WHAT THE TASK ASKS ▸
Sort through the data and copy the lines holding the word "else".

INPUT FOR THIS TASK ▸

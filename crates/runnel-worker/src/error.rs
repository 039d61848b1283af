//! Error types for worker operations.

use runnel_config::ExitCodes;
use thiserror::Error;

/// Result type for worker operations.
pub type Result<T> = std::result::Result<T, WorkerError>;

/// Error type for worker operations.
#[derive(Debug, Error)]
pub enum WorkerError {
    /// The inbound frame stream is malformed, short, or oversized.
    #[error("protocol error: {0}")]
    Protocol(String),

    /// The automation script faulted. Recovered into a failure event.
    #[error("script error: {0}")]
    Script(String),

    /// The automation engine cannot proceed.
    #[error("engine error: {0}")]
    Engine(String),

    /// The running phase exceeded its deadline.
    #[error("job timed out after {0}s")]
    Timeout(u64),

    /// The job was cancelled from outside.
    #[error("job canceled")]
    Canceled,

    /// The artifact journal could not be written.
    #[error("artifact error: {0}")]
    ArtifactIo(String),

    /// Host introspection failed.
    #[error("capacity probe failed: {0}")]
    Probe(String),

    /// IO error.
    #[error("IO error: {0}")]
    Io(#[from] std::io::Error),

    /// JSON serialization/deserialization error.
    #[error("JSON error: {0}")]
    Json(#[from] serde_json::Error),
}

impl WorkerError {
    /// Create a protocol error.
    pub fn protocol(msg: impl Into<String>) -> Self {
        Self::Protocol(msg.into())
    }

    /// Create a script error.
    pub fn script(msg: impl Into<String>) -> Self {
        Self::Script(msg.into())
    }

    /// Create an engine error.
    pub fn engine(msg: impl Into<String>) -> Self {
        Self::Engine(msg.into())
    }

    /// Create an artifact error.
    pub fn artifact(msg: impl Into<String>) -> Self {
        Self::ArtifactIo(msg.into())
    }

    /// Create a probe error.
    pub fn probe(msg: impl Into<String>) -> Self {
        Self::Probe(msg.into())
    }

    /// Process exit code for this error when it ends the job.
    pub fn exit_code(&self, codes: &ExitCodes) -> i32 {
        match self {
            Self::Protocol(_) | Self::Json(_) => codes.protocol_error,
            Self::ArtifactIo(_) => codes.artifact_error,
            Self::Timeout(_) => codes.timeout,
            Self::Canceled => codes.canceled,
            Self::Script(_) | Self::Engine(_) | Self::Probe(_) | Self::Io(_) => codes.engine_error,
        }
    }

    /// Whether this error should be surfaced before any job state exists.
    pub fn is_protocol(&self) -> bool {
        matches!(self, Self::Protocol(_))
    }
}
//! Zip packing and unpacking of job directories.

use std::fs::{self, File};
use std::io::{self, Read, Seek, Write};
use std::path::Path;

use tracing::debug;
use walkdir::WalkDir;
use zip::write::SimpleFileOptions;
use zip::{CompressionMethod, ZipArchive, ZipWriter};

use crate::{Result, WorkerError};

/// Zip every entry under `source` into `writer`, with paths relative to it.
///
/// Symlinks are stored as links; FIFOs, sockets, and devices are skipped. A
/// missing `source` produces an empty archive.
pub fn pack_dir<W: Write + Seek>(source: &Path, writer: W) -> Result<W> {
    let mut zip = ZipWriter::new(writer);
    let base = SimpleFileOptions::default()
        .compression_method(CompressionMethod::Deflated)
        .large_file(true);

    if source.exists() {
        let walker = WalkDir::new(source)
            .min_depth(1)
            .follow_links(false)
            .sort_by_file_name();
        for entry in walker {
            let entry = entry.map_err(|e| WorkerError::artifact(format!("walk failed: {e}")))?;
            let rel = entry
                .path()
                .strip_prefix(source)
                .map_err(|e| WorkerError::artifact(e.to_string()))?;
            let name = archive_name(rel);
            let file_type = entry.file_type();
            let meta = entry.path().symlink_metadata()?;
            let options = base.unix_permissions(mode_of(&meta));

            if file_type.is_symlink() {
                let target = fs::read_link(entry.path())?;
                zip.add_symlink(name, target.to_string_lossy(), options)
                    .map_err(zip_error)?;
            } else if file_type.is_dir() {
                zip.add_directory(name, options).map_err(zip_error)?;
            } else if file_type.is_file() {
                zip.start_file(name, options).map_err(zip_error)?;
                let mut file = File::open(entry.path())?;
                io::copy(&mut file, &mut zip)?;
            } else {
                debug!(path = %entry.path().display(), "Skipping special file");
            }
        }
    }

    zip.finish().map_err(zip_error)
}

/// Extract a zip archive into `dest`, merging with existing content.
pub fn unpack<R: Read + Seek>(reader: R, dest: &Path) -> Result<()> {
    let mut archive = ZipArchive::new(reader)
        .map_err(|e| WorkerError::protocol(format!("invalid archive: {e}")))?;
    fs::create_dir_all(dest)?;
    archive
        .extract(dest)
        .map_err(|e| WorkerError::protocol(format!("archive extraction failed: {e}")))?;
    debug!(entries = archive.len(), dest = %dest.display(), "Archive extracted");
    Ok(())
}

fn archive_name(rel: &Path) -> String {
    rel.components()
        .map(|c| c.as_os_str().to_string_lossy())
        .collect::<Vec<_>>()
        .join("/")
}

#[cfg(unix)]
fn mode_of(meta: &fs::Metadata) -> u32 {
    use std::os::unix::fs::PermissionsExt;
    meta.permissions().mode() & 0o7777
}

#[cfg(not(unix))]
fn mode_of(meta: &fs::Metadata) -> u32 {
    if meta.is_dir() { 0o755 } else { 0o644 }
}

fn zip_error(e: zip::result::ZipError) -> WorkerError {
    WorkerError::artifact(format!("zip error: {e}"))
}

RESPONSE AREA ▸
            } else if file_type.is_dir() {
            } else if file_type.is_file() {
            } else {
    if meta.is_dir() { 0o755 } else { 0o644 }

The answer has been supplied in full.